To add an original PU scope mount, holes must be drilled in the LH side of the receiver, and a relief channel must be cut in the LH side of the stock. Some 91/30s known as "ex-snipers" have the required holes already drilled in the receiver, but these rifles are somewhat uncommon, and most importers are now savvy enough to recognize them and charge extra. :rolleyes:

A PU scope does not adjust like modern Western scope; when you adjust its zero, the FOV remains fixed and the crosshairs move. Yes, this means that you may wind up with way-off-center crosshairs if the mount is a bit crooked. :(

The straight bolt handle won't clear the high-mounted PU scope. The reason for the high offset scope position on Eastern Bloc sniper rifles is to allow the iron sights to be used as backup with the scope still mounted, not to clear the bolt handle.

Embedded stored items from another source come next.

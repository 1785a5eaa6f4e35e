// Configuration for the glossing engine, rule loading and the link checker.
// Every section has a usable Default so an absent config file is fine.

use super::error::{load_file_safe, GlosaError};
use crate::glossing::Profile;
use crate::lexicon::slug::DEFAULT_BASE_URL;
use serde::Deserialize;
use std::collections::HashMap;
use std::path::{Path, PathBuf};

pub const RULES_DIR_ENV: &str = "GLOSA_RULES_DIR";
pub const RULES_URL_ENV: &str = "GLOSA_RULES_URL";

/// Tokenizer and substitution settings
#[derive(Debug, Clone, PartialEq, Deserialize)]
#[serde(default)]
pub struct NormalizerConfig {
    /// Characters stripped from the end of each token (default `?`, `!`, `.`)
    pub terminal_punctuation: Vec<char>,

    /// Clause punctuation also stripped from the end of each token (default `,`, `;`, `:`).
    /// Never ends a sentence.
    pub clause_punctuation: Vec<char>,

    /// Extra inflected form → gloss entries, merged over the built-in lemma table
    pub extra_lemmas: HashMap<String, String>,
}

impl Default for NormalizerConfig {
    fn default() -> Self {
        Self {
            terminal_punctuation: vec!['?', '!', '.'],
            clause_punctuation: vec![',', ';', ':'],
            extra_lemmas: HashMap::new(),
        }
    }
}

/// Filter stage settings
#[derive(Debug, Clone, Default, PartialEq, Deserialize)]
#[serde(default)]
pub struct FilterConfig {
    /// Also discard the grammar rule set's `wordRemoval` categories
    pub use_grammar_removals: bool,
}

/// Per-sentence rendering used by `gloss_sentences`
#[derive(Debug, Clone, PartialEq, Deserialize)]
#[serde(default)]
pub struct SentenceConfig {
    /// Move negation words behind the other signs of the sentence
    pub negation_last: bool,

    /// Keep commas from the source, moving them off words that are dropped
    pub carry_commas: bool,
}

impl Default for SentenceConfig {
    fn default() -> Self {
        Self {
            negation_last: true,
            carry_commas: true,
        }
    }
}

/// Where the two rule documents come from
#[derive(Debug, Clone, PartialEq, Deserialize)]
#[serde(default)]
pub struct RuleSourceConfig {
    /// Local directory holding the rule documents. Wins over `base_url`.
    pub dir: Option<PathBuf>,

    /// HTTP base the resource paths are appended to
    pub base_url: Option<String>,

    pub filter_resource: String,
    pub grammar_resource: String,

    /// Per-request timeout for the HTTP source
    pub timeout_secs: u64,
}

impl Default for RuleSourceConfig {
    fn default() -> Self {
        Self {
            dir: None,
            base_url: None,
            filter_resource: "word-filters.json".to_string(),
            grammar_resource: "glosa/god_glossing.json".to_string(),
            timeout_secs: 10,
        }
    }
}

/// Lexicon video-link checker settings
#[derive(Debug, Clone, PartialEq, Deserialize)]
#[serde(default)]
pub struct LinkCheckConfig {
    /// Directory scanned for `lexikon_sammanslagen_del_*.json`
    pub lexicon_dir: PathBuf,

    /// Where the `{date, found, missing}` summary is written
    pub output: PathBuf,

    /// Number of probes in flight at once (default 10)
    pub width: usize,

    pub base_url: String,
    pub timeout_secs: u64,
}

impl Default for LinkCheckConfig {
    fn default() -> Self {
        Self {
            lexicon_dir: PathBuf::from("snabb"),
            output: PathBuf::from("video_check_results.json"),
            width: 10,
            base_url: DEFAULT_BASE_URL.to_string(),
            timeout_secs: 15,
        }
    }
}

/// Master configuration combining all settings
#[derive(Debug, Clone, Default, PartialEq, Deserialize)]
#[serde(default)]
pub struct Config {
    pub profile: Profile,
    pub normalizer: NormalizerConfig,
    pub filter: FilterConfig,
    pub sentences: SentenceConfig,
    pub rules: RuleSourceConfig,
    pub links: LinkCheckConfig,
}

impl Config {
    /// Read an optional TOML file, then apply environment overrides.
    pub fn load(path: Option<&Path>) -> Result<Self, GlosaError> {
        let mut config = match path {
            Some(path) => Self::from_toml_file(path)?,
            None => Self::default(),
        };
        config.apply_env();
        Ok(config)
    }

    pub fn from_toml_file(path: &Path) -> Result<Self, GlosaError> {
        let display = path.display().to_string();
        let content = load_file_safe(&display)?;
        Self::from_toml_str(&content).map_err(|message| GlosaError::Config {
            path: display,
            message,
        })
    }

    pub fn from_toml_str(content: &str) -> Result<Self, String> {
        toml::from_str(content).map_err(|e| e.to_string())
    }

    fn apply_env(&mut self) {
        if let Ok(dir) = std::env::var(RULES_DIR_ENV) {
            if !dir.trim().is_empty() {
                self.rules.dir = Some(PathBuf::from(dir));
            }
        }
        if let Ok(url) = std::env::var(RULES_URL_ENV) {
            if !url.trim().is_empty() {
                self.rules.base_url = Some(url);
            }
        }
    }
}
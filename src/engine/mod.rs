pub mod config;
pub mod error;

pub use config::Config;
pub use error::{GlosaError, RuleLoadError};
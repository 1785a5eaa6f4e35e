use super::slug::video_url;
use super::{LexiconEntry, LinkCheckError};
use async_trait::async_trait;
use chrono::{DateTime, Utc};
use futures::stream::{self, StreamExt};
use reqwest::{Client, StatusCode};
use serde::{Deserialize, Serialize};
use std::path::Path;
use std::time::Duration;
use tracing::{debug, info};

/// Reachability check for one URL. Errors count as unreachable.
#[async_trait]
pub trait Prober: Send + Sync {
    async fn probe(&self, url: &str) -> bool;
}

/// GET the URL and accept only `200 OK`.
pub struct HttpProber {
    http: Client,
}

impl HttpProber {
    pub fn new(timeout: Duration) -> Result<Self, LinkCheckError> {
        let http = Client::builder()
            .timeout(timeout)
            .user_agent(concat!("glosa-check-links/", env!("CARGO_PKG_VERSION")))
            .build()?;
        Ok(Self { http })
    }
}

#[async_trait]
impl Prober for HttpProber {
    async fn probe(&self, url: &str) -> bool {
        match self.http.get(url).send().await {
            Ok(response) => response.status() == StatusCode::OK,
            Err(err) => {
                debug!(url, error = %err, "probe failed");
                false
            }
        }
    }
}

/// Result of one checker run, persisted as JSON.
#[derive(Debug, Clone, PartialEq, Serialize, Deserialize)]
pub struct LinkReport {
    pub date: DateTime<Utc>,
    pub found: Vec<String>,
    pub missing: Vec<String>,
}

impl LinkReport {
    pub fn write_json(&self, path: &Path) -> Result<(), LinkCheckError> {
        let json = serde_json::to_string_pretty(self)
            .map_err(|e| LinkCheckError::WriteReport(path.to_path_buf(), e.into()))?;
        std::fs::write(path, json).map_err(|e| LinkCheckError::WriteReport(path.to_path_buf(), e))
    }
}

/// Probe every entry's video URL with at most `width` probes in flight.
///
/// One probe's failure never affects the others. `found` and `missing`
/// keep the input order.
pub async fn check_links<P: Prober + ?Sized>(
    entries: &[LexiconEntry],
    prober: &P,
    base_url: &str,
    width: usize,
) -> LinkReport {
    let outcomes: Vec<(String, bool)> = stream::iter(entries)
        .map(|entry| async move {
            let url = video_url(base_url, &entry.word, &entry.id);
            let ok = prober.probe(&url).await;
            info!("{}: {} - {}", entry.id, if ok { "OK" } else { "saknas" }, url);
            (entry.id.clone(), ok)
        })
        .buffered(width.max(1))
        .collect()
        .await;

    let (found, missing): (Vec<_>, Vec<_>) = outcomes.into_iter().partition(|(_, ok)| *ok);
    LinkReport {
        date: Utc::now(),
        found: found.into_iter().map(|(id, _)| id).collect(),
        missing: missing.into_iter().map(|(id, _)| id).collect(),
    }
}
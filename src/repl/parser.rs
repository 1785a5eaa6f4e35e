use super::ReplCommand;

/// Parse REPL input string into a command
///
/// Supports:
/// - `:q` or `:quit` → Quit command
/// - `:h` or `:help` → Help command
/// - `:profile rules|static` → switch profile
/// - `:reload` → retry loading absent rules
/// - `@filename` → gloss a file, `@@` → gloss the clipboard
/// - anything else → gloss the line itself
pub fn parse_repl_input(input: &str) -> ReplCommand {
    let input = input.trim();

    if input.is_empty() {
        return ReplCommand::Unknown(input.to_string());
    }

    if let Some(cmd) = input.strip_prefix(':') {
        let mut parts = cmd.split_whitespace();
        match (parts.next(), parts.next()) {
            (Some("q" | "quit"), None) => ReplCommand::Quit,
            (Some("h" | "help"), None) => ReplCommand::Help,
            (Some("reload"), None) => ReplCommand::ReloadRules,
            (Some("profile"), Some(name)) => match name.parse() {
                Ok(profile) => ReplCommand::SetProfile(profile),
                Err(_) => ReplCommand::Unknown(input.to_string()),
            },
            _ => ReplCommand::Unknown(input.to_string()),
        }
    } else if let Some(rest) = input.strip_prefix('@') {
        let filename = rest.trim();
        if filename.is_empty() || filename == "@" {
            ReplCommand::LoadClipboard
        } else {
            ReplCommand::LoadFile(filename.to_string())
        }
    } else {
        ReplCommand::Gloss(input.to_string())
    }
}
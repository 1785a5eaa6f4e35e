use lazy_static::lazy_static;
use regex::Regex;
use std::collections::HashMap;

pub const DEFAULT_BASE_URL: &str = "https://teckensprakslexikon.su.se";

lazy_static! {
    /// Words whose video slug does not follow the normal rules
    static ref SPECIAL_CASES: HashMap<&'static str, &'static str> =
        HashMap::from([("andraspråk", "l2")]);

    static ref SEPARATOR: Regex = Regex::new(r"\s*[-\s]\s*").unwrap();
    static ref DISALLOWED: Regex = Regex::new(r"[^a-z0-9-]").unwrap();
    static ref HYPHEN_RUN: Regex = Regex::new(r"-+").unwrap();
}

/// URL slug for a lexicon word.
///
/// Lowercase, fold å/ä to a and ö to o, turn whitespace/hyphen runs into a
/// single hyphen, drop everything outside `[a-z0-9-]`, trim hyphens.
pub fn slugify(word: &str) -> String {
    let lower = word.to_lowercase();
    if let Some(special) = SPECIAL_CASES.get(lower.as_str()) {
        return special.to_string();
    }

    let folded: String = lower
        .chars()
        .map(|c| match c {
            'å' | 'ä' => 'a',
            'ö' => 'o',
            other => other,
        })
        .collect();

    let slug = SEPARATOR.replace_all(&folded, "-");
    let slug = DISALLOWED.replace_all(&slug, "");
    let slug = HYPHEN_RUN.replace_all(&slug, "-");
    slug.trim_matches('-').to_string()
}

/// Video URL for a lexicon entry: `{base}/movies/{id[..2]}/180x180/{slug}-{id}-tecken.mp4`
pub fn video_url(base_url: &str, word: &str, id: &str) -> String {
    let folder: String = id.chars().take(2).collect();
    format!(
        "{}/movies/{}/180x180/{}-{}-tecken.mp4",
        base_url.trim_end_matches('/'),
        folder,
        slugify(word),
        id
    )
}
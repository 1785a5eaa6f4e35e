use super::{LoadError, LoadedText};
use std::path::Path;

/// Load a UTF-8 text file for glossing.
pub fn load(path: &str) -> Result<LoadedText, LoadError> {
    let path = Path::new(path);

    if !path.exists() {
        return Err(LoadError::FileNotFound(path.to_path_buf()));
    }

    let text = std::fs::read_to_string(path).map_err(|e| LoadError::Read(path.to_path_buf(), e))?;
    if text.trim().is_empty() {
        return Err(LoadError::Empty(path.display().to_string()));
    }

    Ok(LoadedText {
        text,
        source: format!("file:{}", path.display()),
    })
}
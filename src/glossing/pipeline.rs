use super::filter::{carry_commas, filter_tokens, filter_words};
use super::normalize::Normalizer;
use super::reorder::{reorder_tokens, reorder_words};
use super::synth::{synthesize, GlossVariants};
use super::tables::STATIC_INDEX;
use super::token::Token;
use crate::engine::config::{Config, SentenceConfig};
use crate::rules::{FilterIndex, RuleSnapshot};
use serde::{Deserialize, Serialize};
use std::fmt;
use std::str::FromStr;

/// Which rule set drives filtering and interrogative detection.
#[derive(Debug, Clone, Copy, Default, PartialEq, Eq, Deserialize, Serialize)]
#[serde(rename_all = "kebab-case")]
pub enum Profile {
    /// Rules loaded through the repository; identity when they are absent
    RepositoryRules,
    /// Built-in stopword, question-word, lemma and number tables
    #[default]
    StaticTable,
}

impl FromStr for Profile {
    type Err = String;

    fn from_str(s: &str) -> Result<Self, Self::Err> {
        match s.trim().to_ascii_lowercase().as_str() {
            "rules" | "repository" | "repository-rules" => Ok(Profile::RepositoryRules),
            "static" | "static-table" => Ok(Profile::StaticTable),
            other => Err(format!("Unknown profile: {other} (expected `rules` or `static`)")),
        }
    }
}

impl fmt::Display for Profile {
    fn fmt(&self, f: &mut fmt::Formatter<'_>) -> fmt::Result {
        match self {
            Profile::RepositoryRules => f.write_str("repository-rules"),
            Profile::StaticTable => f.write_str("static-table"),
        }
    }
}

/// Output of the repository-rules transformation.
///
/// `reordered` is always a permutation of `filtered`.
#[derive(Debug, Clone, Default, PartialEq, Eq, Serialize)]
pub struct GlossResult {
    pub filtered: Vec<Token>,
    pub reordered: Vec<Token>,
}

/// One sentence of a multi-sentence text, glossed.
#[derive(Debug, Clone, PartialEq, Eq, Serialize)]
pub struct SentenceGloss {
    pub source: String,
    pub is_question: bool,
    pub variants: GlossVariants,
}

impl SentenceGloss {
    /// Standard variant closed with `?` or `.`
    pub fn rendered(&self) -> String {
        format!("{}{}", self.variants.standard, self.mark())
    }

    pub fn rendered_alternative(&self) -> String {
        format!("{}{}", self.variants.alternative, self.mark())
    }

    fn mark(&self) -> char {
        if self.is_question {
            '?'
        } else {
            '.'
        }
    }
}

/// Confidence reported for texts too short to judge
const SHORT_TEXT_CONFIDENCE: f64 = 0.3;

/// Glossing pipeline: normalizer, filter, reorder and synthesizer bound to
/// one rule snapshot. Cheap to rebuild whenever the snapshot changes.
#[derive(Debug, Clone, Default)]
pub struct Glosser {
    normalizer: Normalizer,
    index: Option<FilterIndex>,
    sentences: SentenceConfig,
}

impl Glosser {
    pub fn new(config: &Config, rules: &RuleSnapshot) -> Self {
        Self {
            normalizer: Normalizer::new(&config.normalizer),
            index: rules.filter_index(config.filter.use_grammar_removals),
            sentences: config.sentences.clone(),
        }
    }

    /// Pipeline with no repository rules; the repository-rules profile
    /// degrades to pass-through.
    pub fn without_rules(config: &Config) -> Self {
        Self::new(config, &RuleSnapshot::default())
    }

    pub fn has_rules(&self) -> bool {
        self.index.is_some()
    }

    /// Repository-rules profile: normalize, filter, reorder.
    pub fn apply_sign_language_transformation(&self, text: &str) -> GlossResult {
        let tokens = self.normalizer.tokenize(text);
        let filtered = filter_tokens(&tokens, self.index.as_ref());
        let reordered = reorder_tokens(&filtered, self.index.as_ref());
        GlossResult { filtered, reordered }
    }

    /// Static-table profile: built-in stopwords, lemma and number tables,
    /// question word moved to the end. Ignores repository rules.
    pub fn gloss_basic(&self, text: &str) -> GlossVariants {
        self.gloss(text, Profile::StaticTable)
    }

    /// Gloss `text` with the selected profile.
    pub fn gloss(&self, text: &str, profile: Profile) -> GlossVariants {
        let tokens = self.normalizer.tokenize(text);
        let ordered = self.sign_order(&tokens, profile);
        synthesize(&ordered, |t| self.is_question(profile, &t.lower))
    }

    /// Split into sentences and gloss each one on its own. Commas are carried
    /// and negations moved last when the sentence settings ask for it.
    pub fn gloss_sentences(&self, text: &str, profile: Profile) -> Vec<SentenceGloss> {
        self.normalizer
            .split_sentences(text)
            .into_iter()
            .filter_map(|sentence| {
                let mut tokens = self.normalizer.tokenize(sentence.text);
                let starts_with_question = tokens
                    .first()
                    .is_some_and(|t| self.is_question(profile, &t.lower));

                if self.sentences.carry_commas {
                    tokens = carry_commas(&tokens, self.index_for(profile));
                }
                let mut ordered = self.sign_order(&tokens, profile);
                if self.sentences.negation_last {
                    ordered = self.negation_last(ordered, profile);
                }

                let variants = synthesize(&ordered, |t| self.is_question(profile, &t.lower));
                if variants.standard.is_empty() {
                    return None;
                }
                Some(SentenceGloss {
                    source: sentence.text.to_string(),
                    is_question: sentence.ends_with_question_mark() || starts_with_question,
                    variants,
                })
            })
            .collect()
    }

    /// Share of words the tables and loaded rules know, scaled by 1.5 and
    /// capped at 1. Very short texts score 0.3.
    pub fn confidence(&self, text: &str) -> f64 {
        let tokens = self.normalizer.tokenize(text);
        if text.trim().chars().count() < 5 || tokens.is_empty() {
            return SHORT_TEXT_CONFIDENCE;
        }
        let known = tokens.iter().filter(|t| self.is_known(&t.lower)).count();
        (known as f64 / tokens.len() as f64 * 1.5).min(1.0)
    }

    /// Filter stage over plain words. Identity without rules.
    pub fn filter_words_for_sign_language(&self, words: &[&str]) -> Vec<String> {
        filter_words(words, self.index.as_ref())
    }

    /// Reorder stage over plain words. Identity without rules.
    pub fn reorder_for_sign_language(&self, words: &[&str]) -> Vec<String> {
        reorder_words(words, self.index.as_ref())
    }

    fn index_for(&self, profile: Profile) -> Option<&FilterIndex> {
        match profile {
            Profile::StaticTable => Some(&*STATIC_INDEX),
            Profile::RepositoryRules => self.index.as_ref(),
        }
    }

    /// Filtered tokens in sign order: the static profile keeps source
    /// order, the repository profile reorders.
    fn sign_order(&self, tokens: &[Token], profile: Profile) -> Vec<Token> {
        let index = self.index_for(profile);
        let filtered = filter_tokens(tokens, index);
        match profile {
            Profile::StaticTable => filtered,
            Profile::RepositoryRules => reorder_tokens(&filtered, index),
        }
    }

    /// Stable move of negation words behind everything else.
    fn negation_last(&self, tokens: Vec<Token>, profile: Profile) -> Vec<Token> {
        let (negations, mut rest): (Vec<Token>, Vec<Token>) = tokens
            .into_iter()
            .partition(|t| self.is_negation(profile, &t.lower));
        rest.extend(negations);
        rest
    }

    /// Interrogative markers for the static profile are the built-in list.
    /// The repository profile uses the loaded rules, falling back to the
    /// built-in list.
    fn is_question(&self, profile: Profile, lower: &str) -> bool {
        match (profile, &self.index) {
            (Profile::RepositoryRules, Some(index)) => index.is_question(lower),
            _ => STATIC_INDEX.is_question(lower),
        }
    }

    fn is_negation(&self, profile: Profile, lower: &str) -> bool {
        match (profile, &self.index) {
            (Profile::RepositoryRules, Some(index)) => index.is_negation(lower),
            _ => STATIC_INDEX.is_negation(lower),
        }
    }

    fn is_known(&self, lower: &str) -> bool {
        self.normalizer.has_entry(lower)
            || STATIC_INDEX.is_disposable(lower)
            || self
                .index
                .as_ref()
                .is_some_and(|index| index.is_disposable(lower) || index.is_time(lower))
    }
}
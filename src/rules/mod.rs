//! Rule repository
//!
//! Holds the two externally configured rule families and loads them lazily.
//!
//! - **model.rs**: serde types for `filterRules` and `grammarRules`
//! - **index.rs**: lowercase lookup sets compiled from a filter rule set
//! - **source.rs**: `RuleSource` trait with directory, HTTP and in-memory backends
//! - **repository.rs**: memoized "load-if-absent" repository and snapshots

pub mod index;
pub mod model;
pub mod repository;
pub mod source;

pub use index::FilterIndex;
pub use model::{FilterRuleSet, GrammarRuleSet, WordOrderRule};
pub use repository::{RuleRepository, RuleSnapshot};
pub use source::{source_from_config, DirSource, HttpSource, RuleSource, StaticSource};
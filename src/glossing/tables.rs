// Built-in Swedish tables for the static-table profile.

use crate::rules::FilterIndex;
use lazy_static::lazy_static;
use std::collections::HashMap;

pub const QUESTION_WORDS: &[&str] = &[
    "vad", "hur", "vem", "var", "när", "varför", "vilken", "vilket", "vilka",
];

pub const NEGATION_WORDS: &[&str] = &["inte", "aldrig", "ej"];

pub const STOPWORDS: &[&str] = &[
    "att", "och", "en", "ett", "den", "det", "som", "på", "i", "av", "till", "för", "med", "om",
    "från",
];

lazy_static! {
    static ref LEMMAS: HashMap<&'static str, &'static str> = HashMap::from([
        ("heter", "HETA"),
        ("är", "VARA"),
        ("gick", "GÅ"),
        ("barnen", "BARN"),
        ("vill", "VILL"),
        ("ska", "SKA"),
        ("har", "HA"),
        ("gjorde", "GÖRA"),
        ("kommer", "KOMMA"),
        ("mår", "MÅ"),
        ("bor", "BO"),
        ("åker", "ÅKA"),
        ("säger", "SÄGA"),
        ("finns", "FINNAS"),
    ]);

    static ref NUMBERS: HashMap<&'static str, &'static str> = HashMap::from([
        ("ett", "1"),
        ("två", "2"),
        ("tre", "3"),
        ("fyra", "4"),
        ("fem", "5"),
        ("sex", "6"),
        ("sju", "7"),
        ("åtta", "8"),
        ("nio", "9"),
        ("tio", "10"),
    ]);

    /// Filter lookup used by the static-table profile
    pub static ref STATIC_INDEX: FilterIndex = 
        FilterIndex::from_lists(STOPWORDS, QUESTION_WORDS).with_negations(NEGATION_WORDS);
}

/// Spelled-out digit 1-10 → numeral. Expects a lowercase word.
pub fn number_for(lower: &str) -> Option<&'static str> {
    NUMBERS.get(lower).copied()
}

/// Inflected form → canonical gloss. Expects a lowercase word.
pub fn lemma_for(lower: &str) -> Option<&'static str> {
    LEMMAS.get(lower).copied()
}

#[cfg(test)]
mod tests {
    use super::*;

    #[test]
    fn test_number_table_covers_one_to_ten() {
        let words = ["ett", "två", "tre", "fyra", "fem", "sex", "sju", "åtta", "nio", "tio"];
        for (i, word) in words.iter().enumerate() {
            assert_eq!(number_for(word), Some((i + 1).to_string().as_str()));
        }
        assert_eq!(number_for("elva"), None);
    }

    #[test]
    fn test_lemma_lookup_miss_is_none() {
        assert_eq!(lemma_for("heter"), Some("HETA"));
        assert_eq!(lemma_for("barnen"), Some("BARN"));
        assert_eq!(lemma_for("du"), None);
    }

    #[test]
    fn test_question_words_are_not_stopwords() {
        for word in QUESTION_WORDS {
            assert!(!STOPWORDS.contains(word), "{word} is listed as both");
        }
        assert!(STATIC_INDEX.is_question("när"));
    }

    #[test]
    fn test_static_index() {
        assert!(STATIC_INDEX.is_disposable("och"));
        assert!(STATIC_INDEX.is_question("varför"));
        assert!(!STATIC_INDEX.is_context("idag"));
        assert!(STATIC_INDEX.is_negation("aldrig"));
        assert!(!STATIC_INDEX.is_disposable("inte"));
    }
}
//! REPL (Read-Eval-Print Loop) module
//!
//! ## Module Structure
//!
//! - **command.rs**: Command definitions and conversion to AppEvent
//! - **parser.rs**: Manual string parsing for `@` and `:` prefixes
//!
//! ## Usage in main.rs
//!
//! ```rust,ignore
//! let event = command_to_app_event(parse_repl_input(&line));
//! for line in app.handle_event(event).await {
//!     println!("{line}");
//! }
//! ```

pub mod command;
pub mod parser;

pub use command::{command_to_app_event, ReplCommand};
pub use parser::parse_repl_input;
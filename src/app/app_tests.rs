use crate::app::mode::AppMode;
use crate::app::{App, AppEvent};
use crate::engine::Config;
use crate::glossing::Profile;
use crate::rules::model::{ContextWords, FilterRuleSet, IgnoreWords};
use crate::rules::RuleRepository;
use std::io::Write;
use std::sync::Arc;

fn app_without_rules() -> App {
    App::new(Config::default(), Arc::new(RuleRepository::empty()))
}

fn app_with_rules() -> App {
    let filter = FilterRuleSet {
        ignore_words: IgnoreWords {
            stopwords: vec!["till".into()],
            ..IgnoreWords::default()
        },
        context_words: ContextWords {
            time_words: vec!["igår".into()],
            location_words: vec!["skolan".into()],
            ..ContextWords::default()
        },
        ..FilterRuleSet::default()
    };
    App::new(
        Config::default(),
        Arc::new(RuleRepository::preloaded(Some(filter), None)),
    )
}

#[tokio::test]
async fn test_app_handle_event_quit() {
    let mut app = app_without_rules();
    assert_eq!(app.mode, AppMode::Command);
    app.handle_event(AppEvent::Quit).await;
    assert_eq!(app.mode, AppMode::Quit);
}

#[tokio::test]
async fn test_app_handle_event_help() {
    let mut app = app_without_rules();
    let lines = app.handle_event(AppEvent::Help).await;
    assert!(lines.iter().any(|l| l.contains(":profile")));
}

#[tokio::test]
async fn test_app_gloss_static_profile() {
    let mut app = app_without_rules();
    let lines = app
        .handle_event(AppEvent::Gloss("vad heter du".to_string()))
        .await;
    assert_eq!(lines, vec!["HETA DU VAD?", "  alt: VAD HETA DU?"]);
}

#[tokio::test]
async fn test_app_gloss_repository_profile() {
    let mut app = app_with_rules();
    app.handle_event(AppEvent::SetProfile(Profile::RepositoryRules))
        .await;
    let lines = app
        .handle_event(AppEvent::Gloss("Jag gick till skolan igår.".to_string()))
        .await;
    assert_eq!(lines, vec!["IGÅR SKOLAN JAG GÅ."]);
}

#[tokio::test]
async fn test_app_warns_when_rules_missing() {
    let mut app = app_without_rules();
    let lines = app
        .handle_event(AppEvent::SetProfile(Profile::RepositoryRules))
        .await;
    assert_eq!(app.profile, Profile::RepositoryRules);
    assert_eq!(lines.len(), 2);
}

#[tokio::test]
async fn test_app_reload_reports_state() {
    let mut app = app_with_rules();
    let lines = app.handle_event(AppEvent::ReloadRules).await;
    assert_eq!(lines, vec!["Filter rules: loaded", "Grammar rules: absent"]);
    assert!(app.glosser().has_rules());
}

#[tokio::test]
async fn test_app_load_file() {
    let mut file = tempfile::NamedTempFile::new().unwrap();
    write!(file, "Jag har tre bollar.").unwrap();

    let mut app = app_without_rules();
    let lines = app
        .handle_event(AppEvent::LoadFile(file.path().display().to_string()))
        .await;
    assert_eq!(lines, vec!["JAG HA 3 BOLLAR."]);
}

#[tokio::test]
async fn test_app_load_missing_file_reports_error() {
    let mut app = app_without_rules();
    let lines = app
        .handle_event(AppEvent::LoadFile("/nonexistent/glosa.txt".to_string()))
        .await;
    assert!(lines[0].starts_with("Error: File not found"));
}

#[tokio::test]
async fn test_app_invalid_command() {
    let mut app = app_without_rules();
    assert!(app
        .handle_event(AppEvent::InvalidCommand(String::new()))
        .await
        .is_empty());
    let lines = app
        .handle_event(AppEvent::InvalidCommand(":zap".to_string()))
        .await;
    assert!(lines[0].contains(":zap"));
}

#[tokio::test]
async fn test_app_reload_lists_word_order_rules() {
    let mut grammar = crate::rules::GrammarRuleSet::default();
    grammar.word_order.rules = serde_json::from_str(
        r#"[ { "id": "location-early", "name": "Plats", "priority": 1 },
             { "id": "time-first", "name": "Tid", "priority": 2 },
             { "id": "direction", "name": "Riktning", "priority": 0,
               "directionVerbs": ["ge", "hjälpa"] } ]"#,
    )
    .unwrap();
    let mut app = App::new(
        Config::default(),
        Arc::new(RuleRepository::preloaded(None, Some(grammar))),
    );

    let lines = app.handle_event(AppEvent::ReloadRules).await;
    assert_eq!(lines[0], "Filter rules: absent");
    assert_eq!(lines[2], "  [2] Tid (time-first)");
    assert_eq!(lines[3], "  [1] Plats (location-early)");
    assert_eq!(lines[4], "  [0] Riktning (direction): ge, hjälpa");
}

The bolt handle on a Mosin-Nagant is attached to the bolt body, which has no effect whatsoever on headspace because it's a totally separate from the bolt head. If you want a turned-down bolt handle and have a numbers-matching straight-handle bolt body, I recommend replacing the entire bolt body rather than hacking your original one.

The common ATI Mosin-Nagant scope mount kit includes a bolt-on turned-down bolt handle, but installing it requires hacking off the original bolt handle, grinding the surface flat, and drilling two precisely-located holes. I would not recommend trying this unless you have access to power cutting tools and a drill press because the steel is hard enough to make this task a major PITA if you use hand tools. Buying an aftermarket bolt body is far easier.

Speaking of aftermarket bolt bodies, the original Soviet turned-down-handle bolt body requires a vertical relief cut in the stock. I'd recommend using an aftermarket bolt body that doesn't require a relief cut; they're usually cheaper anyway. :)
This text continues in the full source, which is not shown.